39Dans la région, le tourisme, encore limité, est en plein essor. La beauté des paysages, les plages, l'accueil des habitants, le climat, la faune et la flore, sans oublier l'histoire locale, sont autant de facteurs qui confèrent à l'Anosy un potentiel touristique de premier ordre. La question de la comptabilité entre tourisme et exploitation minière jouera donc un rôle déterminant dans le succès ou non du développement de ce secteur.

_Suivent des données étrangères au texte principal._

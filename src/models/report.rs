use super::definition::{ParameterSpec, ReportDefinition};
use chrono::{DateTime, Utc};
use serde::{Deserialize, Serialize};
use serde_json::{Map, Value};
use std::collections::BTreeMap;

/// 单条输出记录：字段名 -> 单元格值，保持列顺序
pub type Record = Map<String, Value>;

/// 报表结果元数据
#[derive(Debug, Clone, PartialEq, Serialize, Deserialize)]
pub struct ReportMetadata {
    pub report: String,
    #[serde(default)]
    pub version: String,
    /// 回显的参数（含已解析的默认值）
    pub params: BTreeMap<String, Value>,
    pub generated_at: DateTime<Utc>,
    pub format: String,
    pub row_count: usize,
    /// 是否因 max_rows 被截断
    #[serde(default)]
    pub truncated: bool,
    /// 定义中 output.metadata 的原样回显
    #[serde(default, skip_serializing_if = "Map::is_empty")]
    pub extra: Map<String, Value>,
}

/// 报表结果
#[derive(Debug, Clone, PartialEq, Serialize, Deserialize)]
pub struct ReportResult {
    pub metadata: ReportMetadata,
    pub data: Vec<Record>,
}

/// 可用报表摘要（ListAvailable 的条目）
#[derive(Debug, Clone, Serialize)]
pub struct ReportSummary {
    pub name: String,
    pub description: String,
    pub version: String,
    pub formats: Vec<String>,
    pub query: String,
    pub params: Vec<ParameterSpec>,
    /// 缓存 TTL（秒）
    pub cache_ttl_secs: u64,
    pub require_auth: bool,
}

impl From<&ReportDefinition> for ReportSummary {
    fn from(def: &ReportDefinition) -> Self {
        Self {
            name: def.name.clone(),
            description: def.description.clone(),
            version: def.version.clone(),
            formats: def.output_formats(),
            query: def.query.clone(),
            params: def.params.clone(),
            cache_ttl_secs: def.cache_ttl().as_secs(),
            require_auth: def.security.as_ref().is_some_and(|s| s.require_auth),
        }
    }
}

40Les activités liées à la pêche, dont la préparation et l'exportation de la langouste et autres produits de la mer (les algues, par exemple), sont importantes pour les villages côtiers de l'Anosy et, bien sûr, pour Tolagnaro. Les villageois pratiquent aussi une pêche de subsistance. Toutes ces activités se font à petite échelle, et, par ailleurs, on ne connaît pas vraiment le potentiel de développement de la pêche industrielle, absente dans la région.

41L'un des secteurs les plus dynamiques à Tolagnaro ces dernières années est celui des ONG. Alors que 4 seulement étaient actives en 1989, elles étaient 36 en 2000. Quel que soit leur mandat (développement, santé, protection de l'environnement), les ONG constituent une source d'emploi et un facteur de dynamisme local non négligeable. La grande majorité d'entre elles ont été créées après le milieu des années 1990, et le démarrage éventuel du projet minier n'y est pas étranger.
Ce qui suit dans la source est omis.